Sector Investors News and Insights

Narrations of a Sector ETF Operator | Weekly Market Letter, August 11, 2024

We talked last week about negative economic data finally being interpreted as a negative by equity investors, and how the Yield Curve wouldn’t be a leading indicator for recession this time around (Narrations of a Sector ETF Operator | Weekly Market Letter, August 4, 2024 – ETF Sector).

This week we want to take advantage of the present setup in the S&P 500 Index to talk about behavioral dynamics of market corrections and how investors can use price action to get signal from the market itself.  The chart below is the S&P 500 from April 10 to present.  Note the multiple moving averages (10-day, 20-day, 50-day, 100-day, 200-day) and the grey bars on the left-hand axis.  Those bars are a distribution of time at price.  They show the most common level for price on the chart.  The longest bar is often interpreted by traders as the “point of control” on the chart.  When the price is below that point, it should generally be expected to fail at that point.  This is because in a negative trend it is a place where shorter-term market participants take profit.  A near-term swing trader or a day trader will look for oversold setups below resistance and play for the bounce, looking to sell high into a corresponding overbought level.  This is why moving average crossovers are seen as signal and why certain upwards moves on a chart are seen as material to a technician and why others are not.

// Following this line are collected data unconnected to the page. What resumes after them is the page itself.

//! Find command implementation.

use std::io::Write;

use crate::cli::args::FindArgs;
use crate::error::Result;
use crate::probe::{CommandProbe, VersionGrammar};
use crate::resolve::Resolution;
use crate::toolchain::Toolchain;

use super::dispatcher::{Command, CommandResult, EXIT_NOT_FOUND};

/// The find command implementation.
pub struct FindCommand<'a> {
    toolchain: &'a Toolchain,
    args: FindArgs,
}

impl<'a> FindCommand<'a> {
    /// Create a new find command.
    pub fn new(toolchain: &'a Toolchain, args: FindArgs) -> Self {
        Self { toolchain, args }
    }

    /// Versions from the command line, if any were given.
    fn explicit_versions(&self) -> Option<&[String]> {
        (!self.args.versions.is_empty()).then_some(self.args.versions.as_slice())
    }

    /// Locate the tool. `None` means an optional tool was not found.
    ///
    /// The gcc grammar goes through the toolchain so compiler overrides and
    /// `$DRAGONEGG_GCC/bin` apply.
    fn locate(&self) -> Result<Option<Resolution>> {
        let tool = &self.args.tool;
        let optional = self.args.optional;
        match self.args.grammar {
            VersionGrammar::Gcc => {
                self.toolchain
                    .find_compiler(tool, self.explicit_versions(), optional)
            }
            VersionGrammar::Llvm if optional => self
                .toolchain
                .find_llvm_program_optional(tool, self.explicit_versions()),
            VersionGrammar::Llvm => self
                .toolchain
                .find_llvm_program(tool, self.explicit_versions())
                .map(Some),
        }
    }
}

impl Command for FindCommand<'_> {
    fn execute(&self, out: &mut dyn Write) -> Result<CommandResult> {
        let Some(found) = self.locate()? else {
            tracing::info!("no supported version of {} found", self.args.tool);
            return Ok(CommandResult::failure(EXIT_NOT_FOUND));
        };

        let found = if self.args.verify {
            found.verify(&CommandProbe::new(self.args.grammar))?
        } else {
            found
        };

        writeln!(out, "{}\t{}", found.path.display(), found.origin)?;
        Ok(CommandResult::success())
    }
}

#[cfg(all(test, unix))]
mod tests {
    use super::*;
    use crate::config::{EnvOverrides, ToolrigConfig};
    use crate::probe::test_support::fake_tool;
    use crate::resolve::NameTrust;
    use std::path::Path;
    use tempfile::TempDir;

    fn toolchain(bin: &Path, name_trust: NameTrust) -> Toolchain {
        let config = ToolrigConfig {
            search_path: vec![bin.to_path_buf()],
            llvm_versions: vec!["3.8".into(), "3.9".into()],
            name_trust,
            ..ToolrigConfig::default()
        };
        Toolchain::new(config, EnvOverrides::default())
    }

    fn args(tool: &str) -> FindArgs {
        FindArgs {
            tool: tool.to_string(),
            versions: Vec::new(),
            grammar: VersionGrammar::Llvm,
            optional: false,
            verify: false,
        }
    }

    fn run(tc: &Toolchain, args: FindArgs) -> Result<(CommandResult, String)> {
        let mut out = Vec::new();
        let result = FindCommand::new(tc, args).execute(&mut out)?;
        Ok((result, String::from_utf8(out).unwrap()))
    }

    #[test]
    fn prints_verified_tool() {
        let temp = TempDir::new().unwrap();
        fake_tool(&temp.path().join("clang"), "clang version 3.9.1 (tags/RELEASE_391)", 0);

        let tc = toolchain(temp.path(), NameTrust::Trust);
        let (result, output) = run(&tc, args("clang")).unwrap();
        assert!(result.success);
        assert!(output.contains("verified 3.9.1"));
    }

    #[test]
    fn command_line_versions_override_config() {
        let temp = TempDir::new().unwrap();
        fake_tool(&temp.path().join("clang"), "clang version 3.9.1", 0);
        fake_tool(&temp.path().join("clang-6.0"), "clang version 6.0.0", 0);

        let tc = toolchain(temp.path(), NameTrust::Trust);
        let mut find = args("clang");
        find.versions = vec!["6.0".into()];
        let (_, output) = run(&tc, find).unwrap();
        assert!(output.contains("clang-6.0"));
        assert!(output.contains("unverified 6.0"));
    }

    #[test]
    fn optional_miss_exits_with_two() {
        let temp = TempDir::new().unwrap();
        let tc = toolchain(temp.path(), NameTrust::Trust);
        let mut find = args("llc");
        find.optional = true;
        let (result, output) = run(&tc, find).unwrap();
        assert_eq!(result.exit_code, EXIT_NOT_FOUND);
        assert!(output.is_empty());
    }

    #[test]
    fn required_miss_is_error() {
        let temp = TempDir::new().unwrap();
        let tc = toolchain(temp.path(), NameTrust::Trust);
        let err = run(&tc, args("llc")).unwrap_err();
        assert!(err.is_not_found());
    }

    #[test]
    fn verify_catches_mislabelled_executable() {
        let temp = TempDir::new().unwrap();
        fake_tool(&temp.path().join("opt-3.8"), "LLVM version 4.0.0", 0);

        let tc = toolchain(temp.path(), NameTrust::Trust);
        let mut find = args("opt");
        find.verify = true;
        assert!(run(&tc, find).is_err());
    }

    #[test]
    fn gcc_grammar_uses_gcc_versions() {
        let temp = TempDir::new().unwrap();
        fake_tool(&temp.path().join("gcc"), "gcc (GCC) 4.6.3", 0);

        let tc = toolchain(temp.path(), NameTrust::Trust);
        let mut find = args("gcc");
        find.grammar = VersionGrammar::Gcc;
        let (_, output) = run(&tc, find).unwrap();
        assert!(output.contains("verified 4.6.3"));
    }

    fn gcc_args(tool: &str) -> FindArgs {
        FindArgs {
            grammar: VersionGrammar::Gcc,
            ..args(tool)
        }
    }

    fn with_env(bin: &Path, env: EnvOverrides) -> Toolchain {
        let config = ToolrigConfig {
            search_path: vec![bin.to_path_buf()],
            ..ToolrigConfig::default()
        };
        Toolchain::new(config, env)
    }

    #[test]
    fn compiler_override_beats_search() {
        let temp = TempDir::new().unwrap();
        fake_tool(&temp.path().join("gfortran"), "GNU Fortran (GCC) 4.6.3", 0);
        fake_tool(&temp.path().join("my-gfortran"), "GNU Fortran (GCC) 4.5.1", 0);
        let env = EnvOverrides {
            gfortran: Some("my-gfortran".into()),
            ..EnvOverrides::default()
        };

        let tc = with_env(temp.path(), env);
        let (_, output) = run(&tc, gcc_args("gfortran")).unwrap();
        assert!(output.contains("my-gfortran"));
        assert!(output.contains("override from TOOLRIG_GFORTRAN"));
    }

    #[test]
    fn invalid_compiler_override_is_error_even_when_optional() {
        let temp = TempDir::new().unwrap();
        fake_tool(&temp.path().join("gcc"), "gcc (GCC) 4.6.3", 0);
        let env = EnvOverrides {
            gcc: Some("/nonexistent/gcc".into()),
            ..EnvOverrides::default()
        };

        let tc = with_env(temp.path(), env);
        let mut find = gcc_args("gcc");
        find.optional = true;
        let err = run(&tc, find).unwrap_err();
        assert!(matches!(err, crate::error::ToolrigError::Configuration { .. }));
    }

    #[test]
    fn gcc_grammar_searches_dragonegg_gcc_bin() {
        let temp = TempDir::new().unwrap();
        let install = temp.path().join("gcc-install");
        fake_tool(&temp.path().join("g++"), "g++ (GCC) 4.7.2", 0);
        fake_tool(&install.join("bin/g++"), "g++ (GCC) 4.6.4", 0);
        let env = EnvOverrides {
            dragonegg_gcc: Some(install.clone()),
            ..EnvOverrides::default()
        };

        let tc = with_env(temp.path(), env);
        let (_, output) = run(&tc, gcc_args("g++")).unwrap();
        assert!(output.starts_with(&install.join("bin/g++").display().to_string()));
    }
}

Given the setup of the S&P 500 heading into August 12, price at 5344 is below the “point of control” on the chart which is between 5426 and 5507 based on our distribution settings.  As a tactical signal the Elev8 Model macro equity input would switch long above the 5507 level on a potential bullish reversal for the Index.  Below that level we bet with the prevailing intermediate-term correction.  We would note however, that the downtrend resistance line becomes an important “tell” of its own if the correction becomes protracted beyond a few weeks and would taper down to generate bullish reversal signals at lower levels.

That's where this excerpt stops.